My sister started college recently, the same college I went to way back when, and she has had trouble with the adjustment transition nonsense – understandably! It's hard moving to a new place, two trains away, to study things that you want to pursue and get experience, get to grips, especially when the kids who are studying with you have all lived in that place for their whole lives and know each other from primary school at the latest. All I could think was: she needs a Nicola, and a Pugwash.

To the point! After expressing my sisterly concerns and indulging in many nostalgic revelries...
Tonight I found out (via Twitter, my source for all news, TMI moments and general hilarious quips) that my uni's esteemed performing arts society are putting on three shows this year; a musical, a play and a devised performance. The play is Simon Stephens' 'Punk Rock'.
I performed in this play at the end of my AS year at college. I read the script in the weeks when my teacher was busy casting us all in three plays (all Simon Stephens, all mind-blowing). Much as I'd love to tell people I would be starring in 'Pornography', I wanted to be a smarmy school kid in 'Punk Rock'. So badly. With every fibre of my being. I figured I'd get passed over, though. I'd be the grandma in 'Port', or the poor chick who gets shot through a pillow in 'Motortown'. 'Punk Rock' was too hardcore for me.
I was cast as Cissy Franks, girlfriend of the closet-gay school bully Bennett Francis and a prissy bitchy queen bee. Outspoken and outrageous, trodden down by her boyfriend but putting up a sassy front for her classmates. I was instantly out of my depth.
'Cissy. Cissy? CISSY, though? Are you kidding?'
'I think it'll push you.'
As always, she was right. Partly because I was so stupidly worried that my Drama peers, specifically the others in the 'Punk Rock' cast, all of whom were magnificent actors and so good-looking, would see me as the 'weak one', the crap cast member who dragged down the production, someone who'd been given a part as a shameful handout... All of that. Little did I know these cast members would become important friends soon enough. One was already on my side – my new found bestie. He played Chadwick Meade, the school punching bag, the 'absurdly clever puppy' who knew how many galaxies there were in the universe (about a hundred billion) and was a little too quiet at times. I remember the evening I was poring over my script in my bedroom at 8pm, cutting the parts our teacher had deemed unnecessary (it could only be fifty minutes long, sadly), when I came across the page on which a lot of bullying is taking place, Chadwick is being made to wear a classmate's lipstick and is relentlessly teased by my character's boyfriend, then I saw I'd have my very first onstage kiss* with this poor boy. I called him and we laughed about it over the phone.
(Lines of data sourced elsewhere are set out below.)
use rand::prelude::SliceRandom;
use serenity::all::{CommandInteraction, Context, CreateCommand};

use crate::commands::{
    anger, discourses, enchiridion, happylife, letters, meditations, respond_with, shortness,
    LookupError, Passage, Resolver,
};
use crate::config::ConfigSettings;
use crate::library::Library;
use crate::say;

static BOOKS: [(&str, Resolver); 7] = [
    ("the Meditations", meditations::resolve),
    ("the Enchiridion", enchiridion::resolve),
    ("the Moral letters", whole_letter),
    ("Of a Happy Life", happylife::resolve),
    ("On the shortness of life", shortness::resolve),
    ("the Discourses", discourses::resolve),
    ("Of Anger", anger::resolve),
];

fn whole_letter(library: &Library, reference: Option<&str>) -> Result<Passage, LookupError> {
    letters::resolve(library, reference, false)
}

pub async fn run(ctx: &Context, cmd: &CommandInteraction, library: &Library, config: &ConfigSettings) {
    let Some((name, resolve)) = BOOKS.choose(&mut rand::thread_rng()) else {
        return;
    };
    say!("Choosing a random passage from {}", name);
    respond_with(resolve(library, None), ctx, cmd, library, config).await;
}

pub fn register() -> CreateCommand {
    CreateCommand::new("random")
        .description("A random passage from a random book")
        .dm_permission(true)
}

#[cfg(test)]
mod tests {
    use super::*;
    use crate::library::tests::fixture;

    #[test]
    fn every_book_has_something_to_quote() {
        let library = fixture();
        for (name, resolve) in BOOKS {
            let passage = resolve(&library, None).unwrap_or_else(|e| panic!("{}: {}", name, e));
            assert!(!passage.text.is_empty(), "{}", name);
        }
    }
}
/*
 * Embeds posted as reaction menus. A menu lives inside the interaction handler that
 * created it and ends when its message is deleted or nobody touched it for a while,
 * at which point the reactions are cleared so the message stops looking interactive.
 * Nothing is stored, so a restart simply leaves old menus inert.
 */

use std::time::Duration;

use serenity::all::{CommandInteraction, Context, CreateEmbed};

use crate::{
    discord_helpers::{command_response, InteractionSurface},
    menu::{DeletableMenu, MenuOutcome, PageMenu},
    nay, say,
};

/// Posts the first page and flips through the rest on ◀️ / ▶️.
pub async fn post_pages(
    ctx: &Context,
    cmd: &CommandInteraction,
    pages: Vec<CreateEmbed>,
    timeout: Duration,
) {
    let surface = InteractionSurface::new(ctx, cmd);
    let mut menu = match PageMenu::open(surface, cmd.user.id, pages, timeout).await {
        Ok(menu) => menu,
        Err(e) => {
            nay!("Failed to send message: {}", e);
            command_response(ctx, cmd, format!("Failed to send message: {}", e)).await;
            return;
        }
    };

    log_outcome("Page menu", menu.run().await);
}

/// Posts every embed and lets the caller remove them again with 🗑️.
pub async fn post_deletable(
    ctx: &Context,
    cmd: &CommandInteraction,
    embeds: Vec<CreateEmbed>,
    timeout: Duration,
) {
    let surface = InteractionSurface::new(ctx, cmd);
    let mut menu = match DeletableMenu::open(surface, cmd.user.id, &embeds, timeout).await {
        Ok(menu) => menu,
        Err(e) => {
            nay!("Failed to send message: {}", e);
            command_response(ctx, cmd, format!("Failed to send message: {}", e)).await;
            return;
        }
    };

    log_outcome("Deletable post", menu.run().await);
}

fn log_outcome(kind: &str, outcome: MenuOutcome) {
    match outcome {
        MenuOutcome::Deleted => say!("{} deleted by its author", kind),
        MenuOutcome::TimedOut => say!("{} timed out", kind),
        MenuOutcome::Failed => nay!("{} closed after an error", kind),
    }
}
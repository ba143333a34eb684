use serenity::all::{
    CommandInteraction, CommandOptionType, Context, CreateCommand, CreateCommandOption,
    ResolvedOption,
};

use crate::commands::{argument, respond_with, string_option, Layout, LookupError, Passage, PARAGRAPHS};
use crate::config::ConfigSettings;
use crate::library::{random_chapter, Library};
use crate::reference::{key_to_roman, split_reference};

const TITLE: &str = "*Of Anger*";

pub async fn run(
    options: &[ResolvedOption<'_>],
    ctx: &Context,
    cmd: &CommandInteraction,
    library: &Library,
    config: &ConfigSettings,
) {
    let looked_up = resolve(library, string_option(options, "reference"));
    respond_with(looked_up, ctx, cmd, library, config).await;
}

pub fn resolve(library: &Library, reference: Option<&str>) -> Result<Passage, LookupError> {
    let (book, chapter) = match argument(reference) {
        Some(raw) => split_reference(raw).ok_or(LookupError::Malformed {
            example: "`2:10` for Book 2, Chapter 10",
        })?,
        None => random_chapter(&library.anger).ok_or(LookupError::Empty(TITLE))?,
    };

    let Some(chapters) = library.anger.get(&book) else {
        return Err(LookupError::NoBook { book, title: TITLE });
    };
    let Some(text) = chapters.get(&chapter) else {
        return Err(LookupError::NoChapterInBook {
            chapter,
            book,
            title: TITLE,
        });
    };

    let roman = key_to_roman(&book);
    Ok(Passage {
        title: format!("Of Anger: Book {} Chapter {}", roman, chapter),
        text: text.clone(),
        url: format!(
            "{}/Book_{}#{}.",
            library.work_url("seneca", "anger"),
            roman,
            key_to_roman(&chapter)
        ),
        author: "seneca",
        color: 0x00FFFF,
        thumbnail: false,
        delimiters: PARAGRAPHS,
        layout: Layout::Stacked,
    })
}

pub fn register() -> CreateCommand {
    CreateCommand::new("anger")
        .description("Of Anger by Seneca (Stewart's translation)")
        .add_option(CreateCommandOption::new(
            CommandOptionType::String,
            "reference",
            "Book and chapter, e.g. 2:10. Leave empty for a random chapter",
        ))
        .dm_permission(true)
}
*not that shocking, as my only onstage experiences before this were high school Christmas pantomimes in which I played dancing apples and surfer chicks.

I was having one of those bullshit 'student review' appointments with my idol/teacher in her office, while my cast mates rehearsed next door in the dance studio. The magical lady told me I had infinite potential and needed to let myself dream; she also said I just needed to put a rocket up my arse before the final performance. Having taken inspiration from this, I marched back into the studio, threw my script dramatically on the floor and as the pages scattered all over the place because I hadn't stapled them together yet, I rehearsed the dreaded kiss scene for the first time. Big moment. One of the things I took from this, was that it's very hard to kiss someone who can't kiss you back. And on the night, the most important thing to me was that I didn't slip and fall in my rolled-up pleated skirt as I strode confidently across the entire breadth of the stage. Also, more importantly perhaps, I realised what I could do and the kind of person I could be. I didn't need to be consistently invisible, put myself in a box and just get my grades; I could let myself go and always reach a little higher. Although I ditched the dream of becoming a full-time actor and writing alongside as soon as I walked into my first Drama lecture at uni, deciding instead to stick with my guns and write forever while acting occasionally for a giggle, I still wouldn't change the experience for the world. Any dream, even a dream that fizzles out eventually, mustn't be ignored.
Something I've learned recently, too – it's okay to revisit pleasant memories, and to dwell, just for a little while. I can also always inject a shamelessly cheesy moral at the end when telling stories.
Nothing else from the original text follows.